"""

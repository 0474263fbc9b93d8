//! Configuration loading, validation, and management for splice.
//!
//! Loads configuration from `~/.splice/config.toml` with environment
//! variable overrides. Validates all settings at startup.

use serde::{Deserialize, Serialize};
use std::path::{Path, PathBuf};
use std::time::Duration;

/// The root configuration structure.
///
/// Maps directly to `~/.splice/config.toml`.
#[derive(Debug, Clone, Default, Serialize, Deserialize)]
pub struct AppConfig {
    /// Per-round backend defaults
    #[serde(default)]
    pub backend: BackendConfig,

    /// Continuation loop settings
    #[serde(default)]
    pub reassembly: ReassemblyConfig,
}

#[derive(Debug, Clone, Serialize, Deserialize)]
pub struct BackendConfig {
    #[serde(default = "default_model")]
    pub model: String,

    #[serde(default = "default_temperature")]
    pub temperature: f32,

    #[serde(default = "default_max_tokens")]
    pub max_tokens: u32,
}

fn default_model() -> String {
    "anthropic/claude-3.5-sonnet".into()
}
fn default_temperature() -> f32 {
    0.1
}
fn default_max_tokens() -> u32 {
    4000
}

impl Default for BackendConfig {
    fn default() -> Self {
        Self {
            model: default_model(),
            temperature: default_temperature(),
            max_tokens: default_max_tokens(),
        }
    }
}

#[derive(Debug, Clone, Serialize, Deserialize)]
pub struct ReassemblyConfig {
    /// Round budget per reassembly operation
    #[serde(default = "default_max_rounds")]
    pub max_rounds: u32,

    /// Timeout applied to every backend round-trip
    #[serde(default = "default_round_timeout_secs")]
    pub round_timeout_secs: u64,
}

fn default_max_rounds() -> u32 {
    splice_core::MAX_ROUNDS
}
fn default_round_timeout_secs() -> u64 {
    60
}

impl Default for ReassemblyConfig {
    fn default() -> Self {
        Self {
            max_rounds: default_max_rounds(),
            round_timeout_secs: default_round_timeout_secs(),
        }
    }
}

impl ReassemblyConfig {
    pub fn round_timeout(&self) -> Duration {
        Duration::from_secs(self.round_timeout_secs)
    }
}

impl AppConfig {
    /// Load configuration from the default path (~/.splice/config.toml).
    ///
    /// Environment overrides (highest priority):
    /// - `SPLICE_MODEL`
    /// - `SPLICE_MAX_ROUNDS`
    pub fn load() -> Result<Self, ConfigError> {
        let config_path = Self::config_dir().join("config.toml");
        let mut config = Self::load_from(&config_path)?;

        if let Ok(model) = std::env::var("SPLICE_MODEL") {
            config.backend.model = model;
        }

        if let Ok(rounds) = std::env::var("SPLICE_MAX_ROUNDS") {
            config.reassembly.max_rounds = rounds.trim().parse().map_err(|_| {
                ConfigError::ValidationError(format!(
                    "SPLICE_MAX_ROUNDS must be a positive integer, got '{rounds}'"
                ))
            })?;
        }

        config.validate()?;
        Ok(config)
    }

    /// Load configuration from a specific file path.
    pub fn load_from(path: &Path) -> Result<Self, ConfigError> {
        if !path.exists() {
            tracing::info!("No config file found at {}, using defaults", path.display());
            return Ok(Self::default());
        }

        let content = std::fs::read_to_string(path).map_err(|e| ConfigError::ReadError {
            path: path.to_path_buf(),
            reason: e.to_string(),
        })?;

        Self::parse(&content).map_err(|e| match e {
            ConfigError::ParseError { reason, .. } => ConfigError::ParseError {
                path: path.to_path_buf(),
                reason,
            },
            other => other,
        })
    }

    /// Parse and validate configuration from TOML text.
    pub fn parse(content: &str) -> Result<Self, ConfigError> {
        let config: Self = toml::from_str(content).map_err(|e| ConfigError::ParseError {
            path: PathBuf::from("<inline>"),
            reason: e.to_string(),
        })?;

        config.validate()?;
        Ok(config)
    }

    /// Get the configuration directory path.
    pub fn config_dir() -> PathBuf {
        dirs_home().join(".splice")
    }

    /// Validate the configuration.
    fn validate(&self) -> Result<(), ConfigError> {
        if !(0.0..=2.0).contains(&self.backend.temperature) {
            return Err(ConfigError::ValidationError(
                "backend.temperature must be between 0.0 and 2.0".into(),
            ));
        }

        if self.reassembly.max_rounds == 0 {
            return Err(ConfigError::ValidationError(
                "reassembly.max_rounds must be at least 1".into(),
            ));
        }

        if self.reassembly.round_timeout_secs == 0 {
            return Err(ConfigError::ValidationError(
                "reassembly.round_timeout_secs must be at least 1".into(),
            ));
        }

        Ok(())
    }

    /// Generate a default config TOML string.
    pub fn default_toml() -> String {
        Self::default().to_toml()
    }

    /// Render this configuration as TOML.
    pub fn to_toml(&self) -> String {
        toml::to_string_pretty(self).unwrap_or_default()
    }
}

/// Get the user's home directory.
fn dirs_home() -> PathBuf {
    #[cfg(target_os = "windows")]
    {
        std::env::var("USERPROFILE")
            .map(PathBuf::from)
            .unwrap_or_else(|_| PathBuf::from("C:\\Users\\Default"))
    }
    #[cfg(not(target_os = "windows"))]
    {
        std::env::var("HOME")
            .map(PathBuf::from)
            .unwrap_or_else(|_| PathBuf::from("/tmp"))
    }
}

/// Configuration errors.
#[derive(Debug, thiserror::Error)]
pub enum ConfigError {
    #[error("Failed to read config file at {path}: {reason}")]
    ReadError { path: PathBuf, reason: String },

    #[error("Failed to parse config file at {path}: {reason}")]
    ParseError { path: PathBuf, reason: String },

    #[error("Configuration validation failed: {0}")]
    ValidationError(String),
}
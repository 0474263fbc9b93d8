//! `splice replay`: drive the continuation loop against a recorded transcript.

use std::io::Write;
use std::path::PathBuf;
use std::sync::Arc;

use splice_backends::{ReplayBackend, Transcript};
use splice_config::AppConfig;
use splice_core::{GenerationRequest, Mode};
use splice_reassembly::CompletionDriver;
use tokio_util::sync::CancellationToken;
use tracing::warn;

use super::{read_file, resolve_class};

pub struct ReplayArgs {
    pub transcript: PathBuf,
    pub original: Option<PathBuf>,
    pub class: Option<String>,
    pub mode: String,
    pub prompt: String,
    pub show_prompts: bool,
}

/// The first-round request, with the backend defaults from `config`.
fn build_request(
    args: &ReplayArgs,
    config: &AppConfig,
) -> Result<GenerationRequest, Box<dyn std::error::Error>> {
    let mode: Mode = args.mode.parse()?;
    let class = resolve_class(args.class.as_deref(), args.original.as_deref())?;

    let request = match mode {
        Mode::Transform => {
            let original = match &args.original {
                Some(path) => read_file(path)?,
                None => String::new(),
            };
            let mut request = GenerationRequest::transform(&args.prompt, original, class);
            if let Some(path) = &args.original {
                request = request.with_label(path.display().to_string());
            }
            request
        }
        Mode::Generate => GenerationRequest::generate(&args.prompt).with_content_class(class),
    };

    Ok(request
        .with_model(config.backend.model.clone())
        .with_temperature(config.backend.temperature)
        .with_max_tokens(config.backend.max_tokens))
}

pub async fn run(args: ReplayArgs) -> Result<(), Box<dyn std::error::Error>> {
    let config = AppConfig::load()?;
    let transcript = Transcript::load(&args.transcript)?;
    let request = build_request(&args, &config)?;

    let backend = Arc::new(ReplayBackend::new(transcript));
    let driver = CompletionDriver::from_config(backend.clone(), &config.reassembly);

    let cancel = CancellationToken::new();
    let on_interrupt = cancel.clone();
    tokio::spawn(async move {
        if tokio::signal::ctrl_c().await.is_ok() {
            on_interrupt.cancel();
        }
    });

    let result = driver.reassemble_with_cancel(request, cancel).await;

    if args.show_prompts {
        for (i, prompt) in backend.prompts().iter().enumerate() {
            eprintln!("── prompt {} ──", i + 1);
            eprintln!("{prompt}");
        }
    }

    let outcome = result?;
    if outcome.truncated {
        warn!(
            rounds = outcome.rounds,
            stop_reason = %outcome.stop_reason,
            "Artifact may be incomplete"
        );
    }

    let mut stdout = std::io::stdout().lock();
    stdout.write_all(outcome.text.as_bytes())?;
    if !outcome.text.ends_with('\n') {
        stdout.write_all(b"\n")?;
    }

    eprintln!(
        "rounds: {}  tokens: {}  finish: {}  stop: {}  truncated: {}  unused rounds in transcript: {}",
        outcome.rounds,
        outcome.tokens,
        outcome.finish,
        outcome.stop_reason,
        outcome.truncated,
        backend.remaining()
    );

    Ok(())
}
pub mod check;
pub mod config_cmd;
pub mod merge;
pub mod replay;

use std::path::Path;

use splice_core::ContentClass;

/// An explicit `--class` wins; otherwise guess from the file extension.
pub fn resolve_class(
    explicit: Option<&str>,
    path: Option<&Path>,
) -> Result<ContentClass, Box<dyn std::error::Error>> {
    match (explicit, path) {
        (Some(tag), _) => Ok(tag.parse::<ContentClass>()?),
        (None, Some(path)) => Ok(ContentClass::from_path(path)),
        (None, None) => Ok(ContentClass::Freeform),
    }
}

pub fn read_file(path: &Path) -> Result<String, Box<dyn std::error::Error>> {
    std::fs::read_to_string(path)
        .map_err(|e| format!("failed to read {}: {e}", path.display()).into())
}
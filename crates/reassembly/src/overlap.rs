//! Overlap detection between the end of accumulated text and the start of
//! a continuation fragment.
//!
//! Three strategies are tried in a fixed order and the first match wins:
//!
//! 1. [`Strategy::ExactLines`]: the last 1..=5 lines of the buffer reappear
//!    verbatim (whitespace-trimmed) as the first lines of the fragment.
//! 2. [`Strategy::PartialCompletion`]: the buffer's last line was cut
//!    mid-token and the fragment carries the completed version.
//! 3. [`Strategy::WordRun`]: a run of words at the end of the buffer
//!    reappears (case-insensitively) at the start of the fragment.
//!
//! Every strategy is a pure function returning [`Overlap`]. Offsets are
//! byte offsets into the strings passed in; the fragment is expected to be
//! trimmed already (the merger does this).

use serde::Serialize;

/// Most lines compared by the line-based strategies.
pub const MAX_LINE_OVERLAP: usize = 5;

/// Shortest word run accepted as an overlap.
pub const MIN_WORD_OVERLAP: usize = 2;

/// Longest word run compared.
pub const MAX_WORD_OVERLAP: usize = 20;

/// Shared prefix (in characters) needed to treat the buffer's last word as a
/// truncated form of the fragment's first word.
pub const MIN_SHARED_WORD_PREFIX: usize = 3;

/// An overlap detection strategy.
#[derive(Debug, Clone, Copy, PartialEq, Eq, Hash, Serialize)]
#[serde(rename_all = "kebab-case")]
pub enum Strategy {
    ExactLines,
    PartialCompletion,
    WordRun,
}

impl Strategy {
    /// Escalation order used by the merger.
    pub const ORDER: [Strategy; 3] = [Self::ExactLines, Self::PartialCompletion, Self::WordRun];

    /// Run this strategy.
    pub fn detect(self, accumulated: &str, fragment: &str) -> Overlap {
        match self {
            Self::ExactLines => exact_lines(accumulated, fragment),
            Self::PartialCompletion => partial_completion(accumulated, fragment),
            Self::WordRun => word_run(accumulated, fragment),
        }
    }

    pub fn as_str(&self) -> &'static str {
        match self {
            Self::ExactLines => "exact-lines",
            Self::PartialCompletion => "partial-completion",
            Self::WordRun => "word-run",
        }
    }
}

impl std::fmt::Display for Strategy {
    fn fmt(&self, f: &mut std::fmt::Formatter<'_>) -> std::fmt::Result {
        f.write_str(self.as_str())
    }
}

/// Where to cut the accumulated text and the fragment so they join cleanly.
#[derive(Debug, Clone, Copy, PartialEq, Eq)]
pub struct Splice {
    /// Which strategy found it
    pub strategy: Strategy,
    /// Bytes of the accumulated text to keep
    pub keep: usize,
    /// Byte offset in the fragment where new material starts
    pub resume: usize,
    /// Match length, in lines, words or shared characters depending on the strategy
    pub length: usize,
}

impl Splice {
    /// Join `accumulated[..keep]` with `fragment[resume..]`.
    ///
    /// When the fragment has nothing left after the overlap the accumulated
    /// text is returned unchanged. When the kept text already ends in
    /// whitespace the fragment's own leading whitespace is dropped.
    pub fn apply(&self, accumulated: &str, fragment: &str) -> String {
        let rest = &fragment[self.resume..];
        if rest.trim().is_empty() {
            return accumulated.to_string();
        }

        let base = &accumulated[..self.keep];
        let rest = if base.ends_with(char::is_whitespace) {
            rest.trim_start()
        } else {
            rest
        };

        let mut out = String::with_capacity(base.len() + rest.len());
        out.push_str(base);
        out.push_str(rest);
        out
    }
}

/// Result of one strategy.
#[derive(Debug, Clone, Copy, PartialEq, Eq)]
pub enum Overlap {
    NoMatch,
    MatchAt(Splice),
}

impl Overlap {
    pub fn splice(self) -> Option<Splice> {
        match self {
            Self::NoMatch => None,
            Self::MatchAt(splice) => Some(splice),
        }
    }

    pub fn is_match(&self) -> bool {
        matches!(self, Self::MatchAt(_))
    }
}

/// Run the strategies in escalation order and return the first match.
pub fn find(accumulated: &str, fragment: &str) -> Overlap {
    Strategy::ORDER
        .into_iter()
        .map(|strategy| strategy.detect(accumulated, fragment))
        .find(Overlap::is_match)
        .unwrap_or(Overlap::NoMatch)
}

/// Strategy 1: the longest run of 1..=5 trailing buffer lines that equals the
/// fragment's leading lines.
pub fn exact_lines(accumulated: &str, fragment: &str) -> Overlap {
    let tail = accumulated.trim_end();
    let tail_lines = line_spans(tail);
    let head_lines = line_spans(fragment);

    let max = MAX_LINE_OVERLAP.min(tail_lines.len()).min(head_lines.len());
    for n in (1..=max).rev() {
        let tail_window = &tail_lines[tail_lines.len() - n..];
        let head_window = &head_lines[..n];

        let all_equal = tail_window
            .iter()
            .zip(head_window)
            .all(|(t, h)| tail[t.0..t.1].trim() == fragment[h.0..h.1].trim());
        let has_content = head_window.iter().any(|h| !fragment[h.0..h.1].trim().is_empty());

        if all_equal && has_content {
            return Overlap::MatchAt(Splice {
                strategy: Strategy::ExactLines,
                keep: accumulated.len(),
                resume: head_window[n - 1].1,
                length: n,
            });
        }
    }

    Overlap::NoMatch
}

/// Strategy 2: the buffer's last line was cut off.
///
/// (a) One of the fragment's first lines starts with the buffer's trimmed
/// last line and is strictly longer: the buffer line's content is replaced by
/// that fragment line (indentation kept). Fragment lines before the match
/// must repeat the buffer lines just above the cut line, so nothing new is
/// skipped.
/// (b) The buffer's last word and the fragment's first word share a prefix
/// of at least [`MIN_SHARED_WORD_PREFIX`] characters: the truncated word is
/// replaced by the fragment.
pub fn partial_completion(accumulated: &str, fragment: &str) -> Overlap {
    let tail = accumulated.trim_end();
    let last_start = tail.rfind('\n').map_or(0, |i| i + 1);
    let last_line = tail[last_start..].trim_start();
    if last_line.is_empty() {
        return Overlap::NoMatch;
    }
    let content_start = tail.len() - last_line.len();

    let tail_lines = line_spans(tail);
    let above = &tail_lines[..tail_lines.len() - 1];
    let head_lines = line_spans(fragment);

    for (i, &(start, end)) in head_lines.iter().enumerate().take(MAX_LINE_OVERLAP) {
        let raw = &fragment[start..end];
        let line = raw.trim();
        if !(line.len() > last_line.len() && line.starts_with(last_line)) {
            continue;
        }

        let repeats_buffer = i <= above.len()
            && head_lines[..i]
                .iter()
                .zip(&above[above.len() - i..])
                .all(|(h, t)| fragment[h.0..h.1].trim() == tail[t.0..t.1].trim());
        if repeats_buffer {
            return Overlap::MatchAt(Splice {
                strategy: Strategy::PartialCompletion,
                keep: content_start,
                resume: start + (raw.len() - raw.trim_start().len()),
                length: last_line.len(),
            });
        }
    }

    let (Some(last_word), Some((first_start, first_word))) = (
        tail.split_whitespace().next_back(),
        word_spans(fragment).next(),
    ) else {
        return Overlap::NoMatch;
    };

    let shared = shared_prefix_chars(last_word, first_word);
    if shared >= MIN_SHARED_WORD_PREFIX {
        return Overlap::MatchAt(Splice {
            strategy: Strategy::PartialCompletion,
            keep: tail.len() - last_word.len(),
            resume: first_start,
            length: shared,
        });
    }

    Overlap::NoMatch
}

/// Strategy 3: the longest run of trailing buffer words (up to
/// [`MAX_WORD_OVERLAP`], at least [`MIN_WORD_OVERLAP`]) equal, ignoring case,
/// to the fragment's leading words.
pub fn word_run(accumulated: &str, fragment: &str) -> Overlap {
    let tail_words: Vec<&str> = accumulated.split_whitespace().collect();
    let head_words: Vec<(usize, &str)> = word_spans(fragment).take(MAX_WORD_OVERLAP).collect();

    let max = MAX_WORD_OVERLAP.min(tail_words.len()).min(head_words.len());
    for k in (MIN_WORD_OVERLAP..=max).rev() {
        let tail_window = &tail_words[tail_words.len() - k..];
        let head_window = &head_words[..k];

        if tail_window
            .iter()
            .zip(head_window)
            .all(|(t, (_, h))| eq_ignore_case(t, h))
        {
            let (start, word) = head_window[k - 1];
            return Overlap::MatchAt(Splice {
                strategy: Strategy::WordRun,
                keep: accumulated.len(),
                resume: start + word.len(),
                length: k,
            });
        }
    }

    Overlap::NoMatch
}

/// `(start, end)` byte spans of each `\n`-separated line, excluding the newline.
fn line_spans(text: &str) -> Vec<(usize, usize)> {
    let mut spans = Vec::new();
    let mut start = 0;
    for (i, b) in text.bytes().enumerate() {
        if b == b'\n' {
            spans.push((start, i));
            start = i + 1;
        }
    }
    spans.push((start, text.len()));
    spans
}

/// Whitespace-separated words with their starting byte offsets.
fn word_spans(text: &str) -> impl Iterator<Item = (usize, &str)> {
    let base = text.as_ptr() as usize;
    text.split_whitespace()
        .map(move |word| (word.as_ptr() as usize - base, word))
}

fn shared_prefix_chars(a: &str, b: &str) -> usize {
    a.chars().zip(b.chars()).take_while(|(x, y)| x == y).count()
}

fn eq_ignore_case(a: &str, b: &str) -> bool {
    a.chars()
        .flat_map(char::to_lowercase)
        .eq(b.chars().flat_map(char::to_lowercase))
}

"""

(Work to be completed): Within the listing above, find every line containing the string "already" and return it.

(Solution to the problem):
//! trimmed already (the merger does this).
    /// text is returned unchanged. When the kept text already ends in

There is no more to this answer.